(DATASET ENTRIES)
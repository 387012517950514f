//! ZIP-shaped archive codec: enforces the JCF container's per-entry
//! compression policy on write, and flat extraction on read.
//!
//! Policy:
//! - `mimetype`: STORE, literal bytes, written first.
//! - `manifest.json`: DEFLATE level 6.
//! - `content/**`: DEFLATE for known-compressible types, STORE for types
//!   that are already compressed; unknown binaries are sampled.
//! - `.store/blobs/**`: STORE (already content-addressed binary).
//! - `.store/deltas/**`: DEFLATE level 9.

use std::io::{Cursor, Read, Write};

use zip::write::FileOptions;
use zip::{CompressionMethod, ZipArchive, ZipWriter};

use crate::error::{JcfError, JcfResult};

pub const MIMETYPE_ENTRY: &str = "mimetype";
pub const MIMETYPE_CONTENTS: &[u8] = b"application/x-jcf";

const ALREADY_COMPRESSED_EXTENSIONS: &[&str] =
    &["png", "jpg", "jpeg", "webp", "mp4", "zip", "gz", "7z", "wasm"];

const SAMPLE_SIZE: usize = 4096;
const SAMPLE_RATIO_THRESHOLD: f64 = 0.9;

#[derive(Debug, Clone, Copy, PartialEq, Eq)]
enum Policy {
    Store,
    Deflate(i64),
    Sampled,
}

fn policy_for(name: &str, data: &[u8]) -> Policy {
    if name == MIMETYPE_ENTRY {
        return Policy::Store;
    }
    if name == "manifest.json" {
        return Policy::Deflate(6);
    }
    if name.starts_with(".store/blobs/") {
        return Policy::Store;
    }
    if name.starts_with(".store/deltas/") {
        return Policy::Deflate(9);
    }
    if name.starts_with("content/") {
        let ext = name.rsplit('.').next().unwrap_or("").to_ascii_lowercase();
        if ALREADY_COMPRESSED_EXTENSIONS.contains(&ext.as_str()) {
            return Policy::Store;
        }
        if looks_like_text(data) {
            return Policy::Deflate(6);
        }
        return Policy::Sampled;
    }
    Policy::Deflate(6)
}

fn looks_like_text(data: &[u8]) -> bool {
    std::str::from_utf8(data).is_ok()
}

/// Sample the first 4 KiB, compress at level 1, and accept DEFLATE only if
/// the compressed/sample ratio is under 0.9. Otherwise fall back to STORE.
fn resolve_sampled(data: &[u8]) -> Policy {
    let sample = &data[..data.len().min(SAMPLE_SIZE)];
    let mut encoder = flate2::write::DeflateEncoder::new(Vec::new(), flate2::Compression::new(1));
    if encoder.write_all(sample).is_err() {
        return Policy::Store;
    }
    let compressed = match encoder.finish() {
        Ok(c) => c,
        Err(_) => return Policy::Store,
    };
    let ratio = compressed.len() as f64 / sample.len().max(1) as f64;
    if ratio < SAMPLE_RATIO_THRESHOLD {
        Policy::Deflate(6)
    } else {
        Policy::Store
    }
}

pub struct ArchiveCodec;

impl ArchiveCodec {
    pub fn new() -> Self {
        Self
    }

    /// Build a ZIP archive from `(name, bytes)` entries. Callers must ensure
    /// `mimetype` is present in `entries`; it is always emitted first
    /// regardless of its position in the input slice.
    pub fn encode(&self, entries: &[(String, Vec<u8>)]) -> JcfResult<Vec<u8>> {
        let mut buffer = Vec::new();
        let mut zip = ZipWriter::new(Cursor::new(&mut buffer));

        let mimetype = entries
            .iter()
            .find(|(name, _)| name == MIMETYPE_ENTRY)
            .ok_or_else(|| JcfError::InvalidContainer("missing mimetype entry".into()))?;
        Self::write_entry(&mut zip, &mimetype.0, &mimetype.1)?;

        for (name, data) in entries.iter().filter(|(n, _)| n != MIMETYPE_ENTRY) {
            Self::write_entry(&mut zip, name, data)?;
        }

        zip.finish()
            .map_err(|e| JcfError::InvalidContainer(format!("zip finalize failed: {e}")))?;
        Ok(buffer)
    }

    fn write_entry(
        zip: &mut ZipWriter<Cursor<&mut Vec<u8>>>,
        name: &str,
        data: &[u8],
    ) -> JcfResult<()> {
        let policy = match policy_for(name, data) {
            Policy::Sampled => resolve_sampled(data),
            other => other,
        };
        let options: FileOptions<()> = match policy {
            Policy::Store => FileOptions::default().compression_method(CompressionMethod::Stored),
            Policy::Deflate(level) => FileOptions::default()
                .compression_method(CompressionMethod::Deflated)
                .compression_level(Some(level)),
            Policy::Sampled => unreachable!("resolved above"),
        };
        zip.start_file(name, options)
            .map_err(|e| JcfError::InvalidContainer(format!("start_file failed: {e}")))?;
        zip.write_all(data)
            .map_err(|e| JcfError::InvalidContainer(format!("write failed: {e}")))?;
        Ok(())
    }

    /// Extract every entry as `(name, bytes)`. Verifies `mimetype` is first,
    /// STORE, and matches the literal expected payload.
    pub fn decode(&self, bytes: &[u8]) -> JcfResult<Vec<(String, Vec<u8>)>> {
        let mut zip = ZipArchive::new(Cursor::new(bytes))
            .map_err(|e| JcfError::InvalidContainer(format!("not a valid zip: {e}")))?;

        if zip.is_empty() {
            return Err(JcfError::InvalidContainer("empty archive".into()));
        }
        {
            let first = zip
                .by_index(0)
                .map_err(|e| JcfError::InvalidContainer(format!("{e}")))?;
            if first.name() != MIMETYPE_ENTRY {
                return Err(JcfError::InvalidContainer(
                    "mimetype is not the first entry".into(),
                ));
            }
            if first.compression() != CompressionMethod::Stored {
                return Err(JcfError::InvalidContainer(
                    "mimetype must be stored uncompressed".into(),
                ));
            }
        }

        let mut out = Vec::with_capacity(zip.len());
        for i in 0..zip.len() {
            let mut entry = zip
                .by_index(i)
                .map_err(|e| JcfError::InvalidContainer(format!("{e}")))?;
            if entry.is_dir() {
                continue;
            }
            let name = entry.name().to_string();
            if name.contains("..") {
                return Err(JcfError::InvalidContainer(format!(
                    "path traversal in entry name: {name}"
                )));
            }
            let mut data = Vec::new();
            entry
                .read_to_end(&mut data)
                .map_err(|e| JcfError::InvalidContainer(format!("read failed: {e}")))?;
            if name == MIMETYPE_ENTRY && data != MIMETYPE_CONTENTS {
                return Err(JcfError::InvalidContainer(
                    "mimetype payload does not match expected literal".into(),
                ));
            }
            out.push((name, data));
        }
        Ok(out)
    }
}

impl Default for ArchiveCodec {
    fn default() -> Self {
        Self::new()
    }
}

#[cfg(test)]
mod tests {
    use super::*;

    fn entries() -> Vec<(String, Vec<u8>)> {
        vec![
            (MIMETYPE_ENTRY.to_string(), MIMETYPE_CONTENTS.to_vec()),
            ("manifest.json".to_string(), b"{}".to_vec()),
            ("content/readme.txt".to_string(), b"hello world".to_vec()),
            (
                ".store/blobs/abc123".to_string(),
                vec![0u8, 1, 2, 3, 255],
            ),
            (
                ".store/deltas/v2_aaaa.patch".to_string(),
                b"--- a\n+++ b\n".to_vec(),
            ),
        ]
    }

    #[test]
    fn encode_then_decode_preserves_entries() {
        let codec = ArchiveCodec::new();
        let bytes = codec.encode(&entries()).unwrap();
        let decoded = codec.decode(&bytes).unwrap();

        assert_eq!(decoded[0].0, MIMETYPE_ENTRY);
        assert_eq!(decoded[0].1, MIMETYPE_CONTENTS);
        assert!(decoded
            .iter()
            .any(|(n, d)| n == "content/readme.txt" && d == b"hello world"));
    }

    #[test]
    fn encode_rejects_missing_mimetype() {
        let codec = ArchiveCodec::new();
        let entries = vec![("manifest.json".to_string(), b"{}".to_vec())];
        assert!(codec.encode(&entries).is_err());
    }

    #[test]
    fn decode_rejects_non_zip_bytes() {
        let codec = ArchiveCodec::new();
        assert!(codec.decode(b"not a zip file").is_err());
    }

    #[test]
    fn decode_rejects_tampered_mimetype_payload() {
        let codec = ArchiveCodec::new();
        let mut tampered = entries();
        tampered[0].1 = b"text/plain".to_vec();
        let bytes = codec.encode(&tampered).unwrap();
        assert!(codec.decode(&bytes).is_err());
    }

    #[test]
    fn already_compressed_extension_uses_store() {
        assert_eq!(
            policy_for("content/photo.png", &[0u8; 10]),
            Policy::Store
        );
    }

    #[test]
    fn manifest_uses_deflate_6() {
        assert_eq!(policy_for("manifest.json", b"{}"), Policy::Deflate(6));
    }

    #[test]
    fn blob_entries_always_stored() {
        assert_eq!(
            policy_for(".store/blobs/deadbeef", &[1, 2, 3]),
            Policy::Store
        );
    }

    #[test]
    fn delta_entries_use_deflate_9() {
        assert_eq!(
            policy_for(".store/deltas/v1_abcd.patch", b"patch"),
            Policy::Deflate(9)
        );
    }
}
(End DATASET ENTRIES)
TASK ITEM: Output the data exactly, from the first line through the line that holds "binaries are sampled.", so that no later line appears.

OUTPUT OF THE EXERCISE:
repository 387012517950514f
//! ZIP-shaped archive codec: enforces the JCF container's per-entry
//! compression policy on write, and flat extraction on read.
//!
//! Policy:
//! - `mimetype`: STORE, literal bytes, written first.
//! - `manifest.json`: DEFLATE level 6.
//! - `content/**`: DEFLATE for known-compressible types, STORE for types
//!   that are already compressed; unknown binaries are sampled.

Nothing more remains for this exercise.